To do ▸ Quote verbatim the span of lines that begins the listing below and closes with the line containing "use crossterm::ExecutableCommand;".

Supplied data ▸
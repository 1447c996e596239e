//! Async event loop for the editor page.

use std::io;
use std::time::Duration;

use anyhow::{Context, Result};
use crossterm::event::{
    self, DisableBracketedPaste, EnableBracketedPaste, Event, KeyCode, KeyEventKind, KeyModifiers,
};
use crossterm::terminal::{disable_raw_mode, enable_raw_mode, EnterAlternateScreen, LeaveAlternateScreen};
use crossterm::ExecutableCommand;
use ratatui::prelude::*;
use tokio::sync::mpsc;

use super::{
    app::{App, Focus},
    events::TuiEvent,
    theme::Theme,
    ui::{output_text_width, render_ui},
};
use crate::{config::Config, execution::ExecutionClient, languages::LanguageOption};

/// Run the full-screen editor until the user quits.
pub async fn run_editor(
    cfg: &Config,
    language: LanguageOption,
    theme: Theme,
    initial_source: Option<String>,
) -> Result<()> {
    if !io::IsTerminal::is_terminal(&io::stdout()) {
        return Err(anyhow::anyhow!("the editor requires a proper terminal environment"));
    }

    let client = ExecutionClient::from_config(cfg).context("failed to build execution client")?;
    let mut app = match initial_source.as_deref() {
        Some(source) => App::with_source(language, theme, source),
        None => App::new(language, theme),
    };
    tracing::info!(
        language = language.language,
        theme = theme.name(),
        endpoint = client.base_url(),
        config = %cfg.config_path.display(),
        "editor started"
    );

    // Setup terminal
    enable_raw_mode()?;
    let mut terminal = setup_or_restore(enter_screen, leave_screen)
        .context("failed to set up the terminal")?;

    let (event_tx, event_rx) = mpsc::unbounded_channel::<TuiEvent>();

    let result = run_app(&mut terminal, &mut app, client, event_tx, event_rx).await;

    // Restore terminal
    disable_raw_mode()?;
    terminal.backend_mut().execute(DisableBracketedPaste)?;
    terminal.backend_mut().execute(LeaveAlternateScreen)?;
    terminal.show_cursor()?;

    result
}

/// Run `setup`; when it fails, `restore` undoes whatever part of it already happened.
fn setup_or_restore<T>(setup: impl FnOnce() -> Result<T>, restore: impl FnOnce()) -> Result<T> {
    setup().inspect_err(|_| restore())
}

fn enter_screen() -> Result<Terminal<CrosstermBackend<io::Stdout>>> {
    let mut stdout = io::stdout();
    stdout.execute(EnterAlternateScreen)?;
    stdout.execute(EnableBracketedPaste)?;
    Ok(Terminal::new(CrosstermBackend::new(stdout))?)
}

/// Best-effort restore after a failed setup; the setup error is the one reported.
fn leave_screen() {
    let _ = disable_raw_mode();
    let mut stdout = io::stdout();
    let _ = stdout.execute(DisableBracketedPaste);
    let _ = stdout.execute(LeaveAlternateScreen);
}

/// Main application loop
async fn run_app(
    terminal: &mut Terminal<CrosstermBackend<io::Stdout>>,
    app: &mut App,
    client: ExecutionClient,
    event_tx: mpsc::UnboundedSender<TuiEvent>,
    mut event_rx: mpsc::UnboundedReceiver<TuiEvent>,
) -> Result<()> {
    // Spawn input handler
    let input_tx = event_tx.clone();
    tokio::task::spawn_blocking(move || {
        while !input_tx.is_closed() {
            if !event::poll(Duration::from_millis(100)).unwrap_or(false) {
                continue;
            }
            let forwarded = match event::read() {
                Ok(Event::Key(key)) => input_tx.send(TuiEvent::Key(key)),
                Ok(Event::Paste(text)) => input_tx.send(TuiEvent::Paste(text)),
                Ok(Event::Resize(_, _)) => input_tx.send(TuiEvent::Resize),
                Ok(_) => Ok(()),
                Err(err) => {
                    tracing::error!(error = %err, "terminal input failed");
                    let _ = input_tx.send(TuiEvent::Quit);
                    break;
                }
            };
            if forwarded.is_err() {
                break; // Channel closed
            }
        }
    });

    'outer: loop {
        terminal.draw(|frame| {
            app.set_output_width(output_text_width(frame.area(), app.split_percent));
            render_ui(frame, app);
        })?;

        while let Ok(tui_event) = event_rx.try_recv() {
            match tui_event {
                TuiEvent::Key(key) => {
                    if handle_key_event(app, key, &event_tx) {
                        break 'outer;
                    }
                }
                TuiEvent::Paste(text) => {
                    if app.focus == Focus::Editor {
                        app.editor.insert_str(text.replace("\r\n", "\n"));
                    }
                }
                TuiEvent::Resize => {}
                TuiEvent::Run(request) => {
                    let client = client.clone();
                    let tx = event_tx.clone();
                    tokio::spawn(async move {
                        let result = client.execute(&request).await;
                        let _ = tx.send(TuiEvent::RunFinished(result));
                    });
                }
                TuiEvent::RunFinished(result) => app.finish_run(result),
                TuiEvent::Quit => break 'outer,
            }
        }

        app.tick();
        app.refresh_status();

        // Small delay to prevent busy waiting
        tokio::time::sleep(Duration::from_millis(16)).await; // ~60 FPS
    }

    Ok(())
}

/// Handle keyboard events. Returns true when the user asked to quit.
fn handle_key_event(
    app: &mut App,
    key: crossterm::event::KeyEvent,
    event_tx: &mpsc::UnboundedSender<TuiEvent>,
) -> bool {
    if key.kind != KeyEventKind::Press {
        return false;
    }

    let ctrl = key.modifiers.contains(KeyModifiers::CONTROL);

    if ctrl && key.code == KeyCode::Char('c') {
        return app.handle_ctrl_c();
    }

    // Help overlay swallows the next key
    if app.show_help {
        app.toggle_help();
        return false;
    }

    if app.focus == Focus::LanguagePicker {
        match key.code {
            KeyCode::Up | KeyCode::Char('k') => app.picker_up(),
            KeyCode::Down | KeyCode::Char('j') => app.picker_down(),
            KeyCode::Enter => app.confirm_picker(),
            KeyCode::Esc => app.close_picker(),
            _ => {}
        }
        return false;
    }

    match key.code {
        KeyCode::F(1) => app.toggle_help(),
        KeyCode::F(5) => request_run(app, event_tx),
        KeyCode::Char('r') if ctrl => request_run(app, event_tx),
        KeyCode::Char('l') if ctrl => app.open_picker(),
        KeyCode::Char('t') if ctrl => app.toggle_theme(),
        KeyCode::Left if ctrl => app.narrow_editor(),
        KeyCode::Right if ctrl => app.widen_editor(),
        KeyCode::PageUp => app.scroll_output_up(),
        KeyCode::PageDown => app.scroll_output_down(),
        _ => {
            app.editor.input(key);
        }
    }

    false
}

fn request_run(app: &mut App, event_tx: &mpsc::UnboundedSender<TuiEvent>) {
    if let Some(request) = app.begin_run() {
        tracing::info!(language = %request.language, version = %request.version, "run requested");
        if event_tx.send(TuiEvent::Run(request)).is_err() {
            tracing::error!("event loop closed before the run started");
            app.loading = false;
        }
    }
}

Answer to this task ▸
repository 1447c996e596239e
//! Async event loop for the editor page.

use std::io;
use std::time::Duration;

use anyhow::{Context, Result};
use crossterm::event::{
    self, DisableBracketedPaste, EnableBracketedPaste, Event, KeyCode, KeyEventKind, KeyModifiers,
};
use crossterm::terminal::{disable_raw_mode, enable_raw_mode, EnterAlternateScreen, LeaveAlternateScreen};
use crossterm::ExecutableCommand;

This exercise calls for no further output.